All sample data were filtered using the Microbiome Helper filtering scripts (Comeau, Douglas & Langille, 2017). In summary, primers were trimmed off all reads using Cutadapt (v 1.14) (Martin, 2011) and GNU Parallel (Tange, 2011). Primer-free sequences were then input into the dada2_filter.R script available in Microbiome Helper. This script takes in the maximum expected number of errors allowed as well as a truncation length. The HMP mock community and the Zymomock community were truncated to read lengths of 270 and 210 base pairs for the forward and reverse reads respectively to remove low quality bases at the end of the reads. The shorter length for the reverse reads is a result of their lower overall quality compared to the forward reads. Note that for DADA2, and Deblur to work properly reads need to be of the same length. The single-end reads from the Extreme mock community and the fungal mock community were truncated to 80 base-pairs. The three real datasets: soil, mouse, and human-associated, were truncated to 270 and 210 base-pairs for the forward and reverse reads, respectively. The number of expected errors allowed were defined as three different filtering stringencies: 5 (low), 3 (medium), and 1 (high).

DADA2 pipeline

The DADA2 pipeline was run using Microbiome Helper scripts, which wraps the core algorithms of the DADA2 pipeline (Callahan et al., 2016). Filtered reads were input into the wrapper script dada2_inference.R which runs the DADA2 inference algorithm. Once ASVs are determined, they are passed into DADA2’s chimera-checking algorithm which was run using the wrapper script dada2_chimera_taxa.R to screen out chimeric sequences. The output objects containing ASV sequences and abundances counts were then converted into BIOM table format using convert_dada2_out.R. All DADA2 wrapper scripts were run with default settings.

UNOISE3 pipeline

Filtered reads were input into USEARCH’s (v 10) (Edgar, 2010) fastq_mergepairs command if they were paired-end reads or concatenated together into one FASTQ if they were single-end reads. Next, the merged FASTQ file was converted into a FASTA file using the Microbiome Helper script run_fastq_to_fasta.pl and then used as input for USEARCH’s fastx_uniques command which generated a FASTA containing all the unique sequences and their abundance. Finally, the FASTA containing unique sequences was used as input into USEARCH’s unoise3 (Edgar, 2016) command generating a BIOM table and representative ASVs that were used in subsequent analyses. All USEARCH scripts were run with default settings.

Deblur pipeline

Paired-end filtered reads were stitched together using the Microbiome Helper wrapper script run_pear.pl which wraps the program PEAR (v 0.9.10) (Zhang et al., 2014). This step was skipped for filtered single-end reads. Next, reads were renamed to match a format that was compatible with QIIME2 (Caporaso et al., 2010) and converted into a QIIME2 artifact. Samples were then run through QIIME2’s built-in deblur command using the 16S setting, which uses Greengenes 13_8 (DeSantis et al., 2006) for positive filtering. A separate analysis to test the effect of positive filtering was conducted by using the non-positive filtered output files (“all.biom” and “all.seqs.fa”) from the stand alone version of Deblur. Fungal reads were run using the “other” setting and the UNITE 10.10.2017 database (Kõljalg et al., 2013). Finally, the representative ASV sequences and a BIOM table were exported from the QIIME2 artifact. All other Deblur scripts were run with default settings.

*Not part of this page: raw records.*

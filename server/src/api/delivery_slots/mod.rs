//! Delivery Slot API Module

mod handler;

use axum::{routing::get, Router};

use crate::core::ServerState;

pub fn router() -> Router<ServerState> {
    Router::new().nest("/api/delivery-slots", routes())
}

fn routes() -> Router<ServerState> {
    Router::new().route("/", get(handler::list_available))
}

Open reference OTU pipeline

Filtered reads were stitched and imported into a QIIME2 artifact as previously described in the Deblur pipeline. The imported sequences were then dereplicated using the QIIME2 VSEARCH plugin. Dereplicated sequences were filtered for chimeras using the QIIME2 VSEARCH UCHIME reference-based chimera filtering (Edgar et al., 2011) using the Greengenes13_8 97% OTU database for reference. Chimera-checked sequences were then clustered at 97% in an open-reference fashion using the QIIME2 VSEARCH cluster-features-open-reference plugin. The Greengenes 13_8 97% OTU database was used as the reference database during open-reference OTU picking. Finally, singleton OTUs were removed from the OTU table and the table was exported in BIOM format along with its representative sequences in FASTA format.

Run time and memory analysis

The soil dataset was filtered using the low-stringency filter and then individual samples were rarefied to either 5,000, 10,000, 20,000 or 30,000 reads per sample. The different read-depth sets were then run through the three denoising pipelines and user time and maximum memory usage was determined using the GNU time (v 1.7) command.

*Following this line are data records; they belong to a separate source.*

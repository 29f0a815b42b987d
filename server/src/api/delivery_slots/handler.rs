//! Delivery Slot Handlers

use axum::{
    extract::{Query, State},
    Json,
};
use serde::Deserialize;

use crate::core::ServerState;
use crate::db::repository::{membership, slot};
use crate::entitlement;
use crate::slots;
use crate::utils::AppResult;
use shared::models::SlotAvailability;

#[derive(Deserialize)]
#[serde(rename_all = "camelCase")]
pub struct SlotQuery {
    /// Resolve availability against this customer's membership;
    /// omitted means non-member tier
    pub customer_id: Option<i64>,
}

/// GET /api/delivery-slots?customerId=n
///
/// Full slots stay in the response flagged unselectable, so the
/// storefront can show why a window is blocked.
pub async fn list_available(
    State(state): State<ServerState>,
    Query(query): Query<SlotQuery>,
) -> AppResult<Json<Vec<SlotAvailability>>> {
    let member_record = match query.customer_id {
        Some(customer_id) => membership::find_by_customer(&state.pool, customer_id).await?,
        None => None,
    };
    let member_plan = match &member_record {
        Some(m) => membership::find_plan_by_id(&state.pool, m.membership_plan_id).await?,
        None => None,
    };
    let ent = entitlement::resolve(member_record.as_ref(), member_plan.as_ref());

    let all_slots = slot::find_active(&state.pool).await?;
    Ok(Json(slots::list_available(&all_slots, &ent)))
}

ASV and OTU analysis of mock communities

ASVs and OTUs were compared against the expected sequences provided with each of the mock communities. This comparison was done using the command-line BLASTN (v 2.7.10) (Altschul et al., 1990) tool against the expected sequences from each community. This allowed us to determine the number of full length 100% matches and 97% matches. All ASVs and OTUs that did not match these criteria were then compared against the SILVA 16S rRNA gene database (v 128) (Pruesse et al., 2007) or the UNITE 10.10.2017 database to find all full length 100% and 97% matches. Any ASVs or OTUs that did not match these databases were then labeled as “Unmatched”. The number of unique expected sequences for each mock community was determined by slicing out the amplified regions using a custom Python (v 3.6.1) script (slice_amplified_region.py, available on GitHub) from the expected sequences of each mock community and then finding the number of unique sequences from this output using USEARCH10’s fastx_uniques command. In addition to analysis done with no abundance filtering, we also compared how filtering of low abundance ASVs/OTUs affected the type and amount of ASVs/OTUs called by each pipeline. This was done by applying a 0.1% minimum abundance filter to each approach and dataset except for the Extreme mock community where a 0.0004% minimum abundance filter was applied. The 0.1% minimum abundance filter was chosen based on the known 0.1% bleed through between Illumina MiSeq runs. A lower minimum abundance filter of 0.0004% was chosen for the Extreme mock community since some of the expected sequences had a lower expected abundance than 0.1%. Histograms with sequence identity to the expected sequences were generated for each pipeline and each mock community except for the fungal mock community due to the community missing some expected sequences from its expected sequence list. All sequences that showed less than 75% identity were binned together.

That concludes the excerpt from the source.